What you have to do – Pick every line out of the entries below that holds the string "TestResponse", and report them.

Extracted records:

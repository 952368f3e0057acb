//! Upload lifecycle endpoint tests.
//!
//! Run with: `cargo test -p parcel-api --test uploads_test`

mod helpers;

use chrono::Duration;
use helpers::{api_path, setup_test_app, setup_test_app_with, TestApp, OTHER_USER, TEST_USER};
use parcel_services::UploadRecordStore;
use serde_json::{json, Value};
use uuid::Uuid;

fn report_request() -> Value {
    json!({
        "fileName": "report.pdf",
        "fileSizeBytes": 524288,
        "contentType": "application/pdf"
    })
}

async fn create_report(app: &TestApp) -> Value {
    let response = app
        .client()
        .post(&api_path("/uploads"))
        .add_header("X-User-Id", TEST_USER)
        .json(&report_request())
        .await;
    assert_eq!(response.status_code(), 201);
    response.json::<Value>()
}

async fn get_metadata(app: &TestApp, file_id: &str, user: &str) -> axum_test::TestResponse {
    app.client()
        .get(&api_path(&format!("/uploads/{}", file_id)))
        .add_header("X-User-Id", user)
        .await
}

async fn confirm(app: &TestApp, file_id: &str) -> axum_test::TestResponse {
    app.client()
        .post(&api_path(&format!("/uploads/{}/confirm", file_id)))
        .add_header("X-User-Id", TEST_USER)
        .await
}

#[tokio::test]
async fn test_create_upload_returns_grant_and_pending_record() {
    let app = setup_test_app().await;

    let body = create_report(&app).await;
    let file_id = body["fileId"].as_str().unwrap().to_string();
    Uuid::parse_str(&file_id).unwrap();
    assert_eq!(body["expiresIn"], 300);
    let upload_url = body["uploadUrl"].as_str().unwrap();
    assert!(upload_url.starts_with("http://localhost:4000/files/uploads/user-1/"));
    assert!(upload_url.contains(&file_id));

    let response = get_metadata(&app, &file_id, TEST_USER).await;
    assert_eq!(response.status_code(), 200);
    let record = response.json::<Value>();
    assert_eq!(record["status"], "PENDING");
    assert_eq!(record["userId"], TEST_USER);
    assert_eq!(record["fileName"], "report.pdf");
    assert_eq!(record["fileSizeBytes"], 524288);
    assert_eq!(record["contentType"], "application/pdf");
    assert!(record["storageKey"].as_str().unwrap().contains(&file_id));
    assert_eq!(record["createdAt"], record["updatedAt"]);
}

#[tokio::test]
async fn test_oversized_file_is_rejected_without_record() {
    let app = setup_test_app().await;

    let response = app
        .client()
        .post(&api_path("/uploads"))
        .add_header("X-User-Id", TEST_USER)
        .json(&json!({
            "fileName": "x.pdf",
            "fileSizeBytes": 2000000,
            "contentType": "application/pdf"
        }))
        .await;

    assert_eq!(response.status_code(), 413);
    let body = response.json::<Value>();
    assert_eq!(body["error"], "VALIDATION_ERROR");
    assert!(app.store.is_empty().await);
}

#[tokio::test]
async fn test_unsupported_content_type_is_415() {
    let app = setup_test_app().await;

    let response = app
        .client()
        .post(&api_path("/uploads"))
        .add_header("X-User-Id", TEST_USER)
        .json(&json!({
            "fileName": "photo.png",
            "fileSizeBytes": 1024,
            "contentType": "image/png"
        }))
        .await;

    assert_eq!(response.status_code(), 415);
    assert_eq!(response.json::<Value>()["error"], "VALIDATION_ERROR");
}

#[tokio::test]
async fn test_content_type_match_ignores_case() {
    let app = setup_test_app().await;

    let response = app
        .client()
        .post(&api_path("/uploads"))
        .add_header("X-User-Id", TEST_USER)
        .json(&json!({
            "fileName": "report.pdf",
            "fileSizeBytes": 1024,
            "contentType": "Application/PDF"
        }))
        .await;

    assert_eq!(response.status_code(), 201);
}

#[tokio::test]
async fn test_empty_body_fields_are_rejected() {
    let app = setup_test_app().await;

    let response = app
        .client()
        .post(&api_path("/uploads"))
        .add_header("X-User-Id", TEST_USER)
        .json(&json!({}))
        .await;

    assert_eq!(response.status_code(), 400);
    assert_eq!(response.json::<Value>()["error"], "VALIDATION_ERROR");
    assert!(app.store.is_empty().await);
}

#[tokio::test]
async fn test_zero_size_is_rejected() {
    let app = setup_test_app().await;

    let response = app
        .client()
        .post(&api_path("/uploads"))
        .add_header("X-User-Id", TEST_USER)
        .json(&json!({
            "fileName": "report.pdf",
            "fileSizeBytes": 0,
            "contentType": "application/pdf"
        }))
        .await;

    assert_eq!(response.status_code(), 400);
}

#[tokio::test]
async fn test_malformed_json_is_invalid_request() {
    let app = setup_test_app().await;

    let response = app
        .client()
        .post(&api_path("/uploads"))
        .add_header("X-User-Id", TEST_USER)
        .bytes("{not json".into())
        .content_type("application/json")
        .await;

    assert_eq!(response.status_code(), 400);
    assert_eq!(response.json::<Value>()["error"], "INVALID_REQUEST");
}

#[tokio::test]
async fn test_missing_user_header_is_unauthorized() {
    let app = setup_test_app().await;

    let response = app
        .client()
        .post(&api_path("/uploads"))
        .json(&report_request())
        .await;

    assert_eq!(response.status_code(), 401);
    assert_eq!(response.json::<Value>()["error"], "UNAUTHORIZED");
}

#[tokio::test]
async fn test_confirm_after_object_arrives() {
    let app = setup_test_app().await;
    let file_id = create_report(&app).await["fileId"]
        .as_str()
        .unwrap()
        .to_string();
    let storage_key = get_metadata(&app, &file_id, TEST_USER).await.json::<Value>()["storageKey"]
        .as_str()
        .unwrap()
        .to_string();

    let early = confirm(&app, &file_id).await;
    assert_eq!(early.status_code(), 409);
    assert_eq!(early.json::<Value>()["error"], "INVALID_STATE");

    app.put_object(&storage_key).await;
    app.clock.advance(Duration::seconds(5));

    let response = confirm(&app, &file_id).await;
    assert_eq!(response.status_code(), 200);
    let record = response.json::<Value>();
    assert_eq!(record["status"], "UPLOADED");
    assert_ne!(record["updatedAt"], record["createdAt"]);
}

#[tokio::test]
async fn test_second_confirm_conflicts() {
    let app = setup_test_app_with(false).await;
    let file_id = create_report(&app).await["fileId"]
        .as_str()
        .unwrap()
        .to_string();

    assert_eq!(confirm(&app, &file_id).await.status_code(), 200);

    let again = confirm(&app, &file_id).await;
    assert_eq!(again.status_code(), 409);
    assert_eq!(again.json::<Value>()["error"], "INVALID_STATE");
}

#[tokio::test]
async fn test_confirm_after_expiry_rejects_record() {
    let app = setup_test_app_with(false).await;
    let file_id = create_report(&app).await["fileId"]
        .as_str()
        .unwrap()
        .to_string();

    app.clock.advance(Duration::seconds(300));

    let response = confirm(&app, &file_id).await;
    assert_eq!(response.status_code(), 409);

    let record = get_metadata(&app, &file_id, TEST_USER).await.json::<Value>();
    assert_eq!(record["status"], "REJECTED");
}

#[tokio::test]
async fn test_unknown_and_malformed_ids() {
    let app = setup_test_app().await;

    let missing = get_metadata(&app, &Uuid::new_v4().to_string(), TEST_USER).await;
    assert_eq!(missing.status_code(), 404);
    assert_eq!(missing.json::<Value>()["error"], "NOT_FOUND");

    let malformed = get_metadata(&app, "not-a-uuid", TEST_USER).await;
    assert_eq!(malformed.status_code(), 400);
    assert_eq!(malformed.json::<Value>()["error"], "INVALID_REQUEST");

    let confirm_missing = confirm(&app, &Uuid::new_v4().to_string()).await;
    assert_eq!(confirm_missing.status_code(), 404);
}

#[tokio::test]
async fn test_other_users_records_are_not_found() {
    let app = setup_test_app_with(false).await;
    let file_id = create_report(&app).await["fileId"]
        .as_str()
        .unwrap()
        .to_string();

    let response = get_metadata(&app, &file_id, OTHER_USER).await;
    assert_eq!(response.status_code(), 404);

    let confirm_other = app
        .client()
        .post(&api_path(&format!("/uploads/{}/confirm", file_id)))
        .add_header("X-User-Id", OTHER_USER)
        .await;
    assert_eq!(confirm_other.status_code(), 404);

    let record = app
        .store
        .get(Uuid::parse_str(&file_id).unwrap())
        .await
        .unwrap()
        .unwrap();
    assert_eq!(record.status.as_str(), "PENDING");
}

#[tokio::test]
async fn test_reissued_grant_never_outlives_record() {
    let app = setup_test_app().await;
    let file_id = create_report(&app).await["fileId"]
        .as_str()
        .unwrap()
        .to_string();

    app.clock.advance(Duration::seconds(120));

    let response = app
        .client()
        .post(&api_path(&format!("/uploads/{}/grant", file_id)))
        .add_header("X-User-Id", TEST_USER)
        .await;
    assert_eq!(response.status_code(), 200);
    let body = response.json::<Value>();
    assert_eq!(body["fileId"], file_id.as_str());
    assert_eq!(body["expiresIn"], 180);

    let record = get_metadata(&app, &file_id, TEST_USER).await.json::<Value>();
    assert_eq!(record["status"], "PENDING");
    assert_eq!(record["createdAt"], record["updatedAt"]);
}

#[tokio::test]
async fn test_reissue_for_terminal_record_conflicts() {
    let app = setup_test_app_with(false).await;
    let file_id = create_report(&app).await["fileId"]
        .as_str()
        .unwrap()
        .to_string();
    assert_eq!(confirm(&app, &file_id).await.status_code(), 200);

    let response = app
        .client()
        .post(&api_path(&format!("/uploads/{}/grant", file_id)))
        .add_header("X-User-Id", TEST_USER)
        .await;
    assert_eq!(response.status_code(), 409);
}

Result below –
async fn get_metadata(app: &TestApp, file_id: &str, user: &str) -> axum_test::TestResponse {
async fn confirm(app: &TestApp, file_id: &str) -> axum_test::TestResponse {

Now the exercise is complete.